Multi-Pathway Generative Adversarial Hashing for Unsupervised Cross-Modal Retrieval

Cross-modal hashing aims to map heterogeneous cross-modal data into a common Hamming space, which can realize fast and flexible retrieval across different modalities. Unsupervised cross-modal hashing is more flexible and applicable than supervised methods, since no intensive labeling work is involved. However, existing unsupervised methods learn the hashing functions by preserving inter- and intra-correlations while ignoring the underlying manifold structure across different modalities, which is extremely helpful in capturing the meaningful nearest neighbors of different modalities for cross-modal retrieval. Furthermore, existing works mainly focus on pairwise relation modeling while ignoring the correlations within multiple modalities. To address the above-mentioned problems, in this paper, we propose a multi-pathway generative adversarial hashing approach for unsupervised cross-modal retrieval, which makes full use of a generative adversarial network's ability for unsupervised representation learning to exploit the underlying manifold structure of cross-modal data.

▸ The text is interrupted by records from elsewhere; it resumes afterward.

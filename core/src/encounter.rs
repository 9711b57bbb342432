use log::{debug, info};
use rand::Rng;
use serde::{Deserialize, Serialize};
use std::time::{SystemTime, UNIX_EPOCH};
use uuid::Uuid;

use crate::{
    combat::{
        combatant::Combatant,
        condition::{Condition, ConditionTarget},
        initiative::{roll_all_initiative, roll_all_initiative_grouped, sort_by_initiative},
        turn::TurnState,
    },
    difficulty::{calculate_difficulty, xp_budget, DifficultySummary, Tier},
};

/// One combat session: an initiative-ordered list of combatants plus the
/// builder configuration used to price it.
#[derive(Debug, Clone, PartialEq, Serialize, Deserialize)]
pub struct Encounter {
    #[serde(default = "Uuid::new_v4")]
    pub id: Uuid,
    pub name: String,
    #[serde(default)]
    pub notes: String,
    #[serde(default)]
    pub combatants: Vec<Combatant>,
    #[serde(flatten)]
    pub turn: TurnState,
    pub party_size: u32,
    pub party_level: u8,
    /// Target tier for the builder.
    #[serde(default)]
    pub difficulty: Tier,
    #[serde(default)]
    pub xp_budget: u32,
    #[serde(default)]
    pub used_xp: u32,
}

impl Encounter {
    pub fn new(name: &str, party_size: u32, party_level: u8) -> Self {
        let mut encounter = Self {
            id: Uuid::new_v4(),
            name: name.to_string(),
            notes: String::new(),
            combatants: Vec::new(),
            turn: TurnState::default(),
            party_size,
            party_level,
            difficulty: Tier::default(),
            xp_budget: 0,
            used_xp: 0,
        };
        encounter.recompute_derived();
        encounter
    }

    pub fn round(&self) -> u32 {
        self.turn.round
    }

    pub fn current_turn(&self) -> usize {
        self.turn.current_turn
    }

    pub fn current_combatant(&self) -> Option<&Combatant> {
        self.combatants.get(self.turn.current_turn)
    }

    pub fn combatant(&self, id: Uuid) -> Option<&Combatant> {
        self.combatants.iter().find(|c| c.id == id)
    }

    pub fn combatant_mut(&mut self, id: Uuid) -> Option<&mut Combatant> {
        self.combatants.iter_mut().find(|c| c.id == id)
    }

    pub fn position(&self, id: Uuid) -> Option<usize> {
        self.combatants.iter().position(|c| c.id == id)
    }

    /// Refreshes `used_xp` and `xp_budget` from the combatants and party
    /// configuration.
    pub fn recompute_derived(&mut self) {
        self.used_xp = self
            .combatants
            .iter()
            .filter(|c| !c.is_pc())
            .fold(0u32, |acc, c| acc.saturating_add(c.xp()));
        self.xp_budget = xp_budget(self.party_size, self.party_level, self.difficulty);
    }

    /// Appends a combatant. Same-named combatants get display ordinals, and
    /// the first one of a name is renumbered once a second arrives. New
    /// ordinals continue after the highest one still in the encounter.
    pub fn add_combatant(&mut self, mut new_combatant: Combatant) {
        let highest_ordinal = self
            .combatants
            .iter()
            .filter(|c| c.name == new_combatant.name)
            .map(|c| c.ordinal.max(1))
            .max();

        if let Some(highest) = highest_ordinal {
            for combatant in &mut self.combatants {
                if combatant.name == new_combatant.name && combatant.ordinal == 0 {
                    combatant.ordinal = 1;
                }
            }
            new_combatant.ordinal = highest + 1;
        }
        new_combatant.normalize();
        debug!("Adding {} to {}", new_combatant.display_name(), self.name);
        self.combatants.push(new_combatant);
        self.recompute_derived();
    }

    /// Unknown ids are ignored.
    pub fn remove_combatant(&mut self, id: Uuid) -> Option<Combatant> {
        let index = self.position(id)?;
        let removed = self.combatants.remove(index);
        self.turn.on_removed(index, self.combatants.len());
        self.recompute_derived();
        Some(removed)
    }

    pub fn set_party(&mut self, party_size: u32, party_level: u8) {
        self.party_size = party_size;
        self.party_level = party_level;
        self.recompute_derived();
    }

    pub fn set_target_difficulty(&mut self, tier: Tier) {
        self.difficulty = tier;
        self.recompute_derived();
    }

    pub fn next_turn(&mut self) {
        self.turn.next_turn(self.combatants.len());
    }

    pub fn previous_turn(&mut self) {
        self.turn.previous_turn(self.combatants.len());
    }

    pub fn next_round(&mut self) {
        self.turn.next_round();
    }

    /// Full reset: turn pointer, initiative, conditions and hit points.
    pub fn reset(&mut self) {
        info!("Resetting encounter {}", self.name);
        self.turn.reset();
        for combatant in self.combatants.iter_mut() {
            combatant.reset();
        }
    }

    /// Rolls for everyone, then sorts and hands the turn to the top.
    pub fn roll_initiative<R: Rng + ?Sized>(&mut self, rng: &mut R, group_by_name: bool) {
        info!("Rolling initiative for {}", self.name);
        self.combatants = if group_by_name {
            roll_all_initiative_grouped(rng, &self.combatants)
        } else {
            roll_all_initiative(rng, &self.combatants)
        };
        self.sort_by_initiative();
    }

    pub fn sort_by_initiative(&mut self) {
        self.combatants = sort_by_initiative(&self.combatants);
        self.turn.current_turn = 0;
    }

    pub fn set_initiative(&mut self, id: Uuid, initiative: i32) {
        if let Some(combatant) = self.combatant_mut(id) {
            combatant.initiative = initiative;
        }
    }

    pub fn damage(&mut self, id: Uuid, amount: u32) {
        if let Some(combatant) = self.combatant_mut(id) {
            combatant.damage(amount);
        }
    }

    pub fn heal(&mut self, id: Uuid, amount: u32) {
        if let Some(combatant) = self.combatant_mut(id) {
            combatant.heal(amount);
        }
    }

    pub fn add_condition(&mut self, id: Uuid, condition: Condition) {
        if let Some(combatant) = self.combatant_mut(id) {
            combatant.add_condition(condition);
        }
    }

    pub fn remove_condition(&mut self, id: Uuid, target: &ConditionTarget) -> Option<Condition> {
        self.combatant_mut(id)?.remove_condition(target)
    }

    /// Counts every timed condition down by one round.
    pub fn tick_conditions(&mut self) {
        for combatant in self.combatants.iter_mut() {
            combatant.tick_conditions();
        }
    }

    pub fn difficulty_summary(&self) -> DifficultySummary {
        calculate_difficulty(self)
    }

    /// A copy with new encounter and combatant ids.
    pub fn duplicate(&self) -> Self {
        let mut copy = self.clone();
        copy.id = Uuid::new_v4();
        for combatant in copy.combatants.iter_mut() {
            combatant.id = Uuid::new_v4();
        }
        copy
    }
}

fn unix_now() -> u64 {
    SystemTime::now()
        .duration_since(UNIX_EPOCH)
        .unwrap_or_default()
        .as_secs()
}

/// Snapshot of an encounter as written to storage.
#[derive(Debug, Clone, PartialEq, Serialize, Deserialize)]
pub struct SavedEncounter {
    pub encounter: Encounter,
    /// Unix seconds.
    pub saved_at: u64,
}

impl SavedEncounter {
    pub fn new(encounter: &Encounter) -> Self {
        Self {
            encounter: encounter.clone(),
            saved_at: unix_now(),
        }
    }

    /// Rebuilds a live encounter from the snapshot. Ids are never reused.
    pub fn restore(&self) -> Encounter {
        self.encounter.duplicate()
    }
}

#[cfg(test)]
mod tests {
    use rand::{rngs::StdRng, SeedableRng};

    use super::*;
    use crate::combat::combatant::MonsterStats;

    fn monster(name: &str, xp: u32) -> Combatant {
        let stats = MonsterStats {
            cr: "1".to_string(),
            cr_value: 1.0,
            creature_type: "humanoid".to_string(),
            environment: vec![],
            xp,
        };
        Combatant::monster(name, stats, 20, 12)
    }

    fn three_way() -> (Encounter, Vec<Uuid>) {
        let mut encounter = Encounter::new("Crypt", 4, 3);
        let combatants = vec![
            Combatant::player("Arthas", 3, 30, 18),
            monster("Ghoul", 200),
            monster("Zombie", 50),
        ];
        let ids = combatants.iter().map(|c| c.id).collect();
        for c in combatants {
            encounter.add_combatant(c);
        }
        (encounter, ids)
    }

    #[test]
    fn test_new_encounter_defaults() {
        let encounter = Encounter::new("Crypt", 4, 3);
        assert_eq!(encounter.round(), 1);
        assert_eq!(encounter.current_turn(), 0);
        assert_eq!(encounter.xp_budget, 600);
        assert!(encounter.current_combatant().is_none());
    }

    #[test]
    fn test_used_xp_tracks_add_and_remove() {
        let (mut encounter, ids) = three_way();
        assert_eq!(encounter.used_xp, 250);
        encounter.remove_combatant(ids[1]);
        assert_eq!(encounter.used_xp, 50);
        encounter.remove_combatant(ids[0]);
        assert_eq!(encounter.used_xp, 50);
    }

    #[test]
    fn test_add_combatant_assigns_ordinals() {
        let mut encounter = Encounter::new("Camp", 4, 1);
        encounter.add_combatant(monster("Goblin", 50));
        assert_eq!(encounter.combatants[0].ordinal, 0);
        encounter.add_combatant(monster("Goblin", 50));
        assert_eq!(encounter.combatants[0].ordinal, 1);
        assert_eq!(encounter.combatants[1].ordinal, 2);
        encounter.add_combatant(monster("Goblin", 50));
        assert_eq!(encounter.combatants[2].display_name(), "Goblin (3)");
    }

    #[test]
    fn test_ordinals_stay_unique_after_removal() {
        let mut encounter = Encounter::new("Camp", 4, 1);
        encounter.add_combatant(monster("Goblin", 50));
        encounter.add_combatant(monster("Goblin", 50));
        let first = encounter.combatants[0].id;
        encounter.remove_combatant(first);
        encounter.add_combatant(monster("Goblin", 50));

        let names: Vec<String> = encounter.combatants.iter().map(|c| c.display_name()).collect();
        assert_eq!(names, vec!["Goblin (2)", "Goblin (3)"]);
    }

    #[test]
    fn test_removing_active_last_combatant_clamps() {
        let (mut encounter, ids) = three_way();
        encounter.turn.current_turn = 2;
        encounter.remove_combatant(ids[2]);
        assert!(encounter.current_turn() < encounter.combatants.len());
        assert_eq!(encounter.current_combatant().map(|c| c.id), Some(ids[0]));
    }

    #[test]
    fn test_remove_unknown_is_noop() {
        let (mut encounter, _) = three_way();
        let before = encounter.clone();
        assert!(encounter.remove_combatant(Uuid::new_v4()).is_none());
        assert_eq!(encounter, before);
    }

    #[test]
    fn test_roll_initiative_sorts_and_resets_pointer() {
        let (mut encounter, _) = three_way();
        encounter.turn.current_turn = 2;
        let mut rng = StdRng::seed_from_u64(42);
        encounter.roll_initiative(&mut rng, false);
        assert_eq!(encounter.current_turn(), 0);
        assert!(encounter
            .combatants
            .windows(2)
            .all(|w| w[0].initiative >= w[1].initiative));
    }

    #[test]
    fn test_reset_restores_everything() {
        let (mut encounter, ids) = three_way();
        let mut rng = StdRng::seed_from_u64(3);
        encounter.roll_initiative(&mut rng, false);
        encounter.next_turn();
        encounter.next_round();
        encounter.damage(ids[1], 15);
        encounter.add_condition(ids[1], Condition::new("Prone"));
        encounter.reset();
        assert_eq!(encounter.round(), 1);
        assert_eq!(encounter.current_turn(), 0);
        assert!(encounter
            .combatants
            .iter()
            .all(|c| c.initiative == 0 && c.conditions.is_empty() && c.hp == c.max_hp));
    }

    #[test]
    fn test_empty_encounter_turns_are_noops() {
        let mut encounter = Encounter::new("Empty", 4, 1);
        encounter.next_turn();
        encounter.previous_turn();
        assert_eq!(encounter.round(), 1);
        assert_eq!(encounter.current_turn(), 0);
    }

    #[test]
    fn test_saved_encounter_restore_uses_fresh_ids() {
        let (encounter, ids) = three_way();
        let saved = SavedEncounter::new(&encounter);
        let restored = saved.restore();
        assert_ne!(restored.id, encounter.id);
        assert!(restored.combatants.iter().all(|c| !ids.contains(&c.id)));
        assert_eq!(restored.combatants.len(), 3);
        assert_eq!(restored.used_xp, encounter.used_xp);
    }

    #[test]
    fn test_json_round_trip_keeps_turn_fields_flat() {
        let (mut encounter, _) = three_way();
        encounter.next_turn();
        let json = serde_json::to_value(&encounter).unwrap();
        assert_eq!(json["round"], 1);
        assert_eq!(json["current_turn"], 1);
        let back: Encounter = serde_json::from_value(json).unwrap();
        assert_eq!(back, encounter);
    }
}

The main contributions can be summarized as follows: First, we propose a multi-pathway generative adversarial network to model cross-modal hashing in an unsupervised fashion. In the proposed network, given the data of one modality, the generative model tries to fit the distribution over the manifold structure and selects informative data of other modalities to challenge the discriminative model. The discriminative model learns to distinguish the generated data and the true positive data sampled from the correlation graph to achieve better retrieval accuracy. These two models are trained in an adversarial way to improve each other and promote hashing function learning. Second, we propose a correlation graph-based approach to capture the underlying manifold structure across different modalities so that data of different modalities but within the same manifold can have a smaller Hamming distance to promote retrieval accuracy. Extensive experiments compared with state-of-the-art methods on three widely used datasets verify the effectiveness of our proposed approach.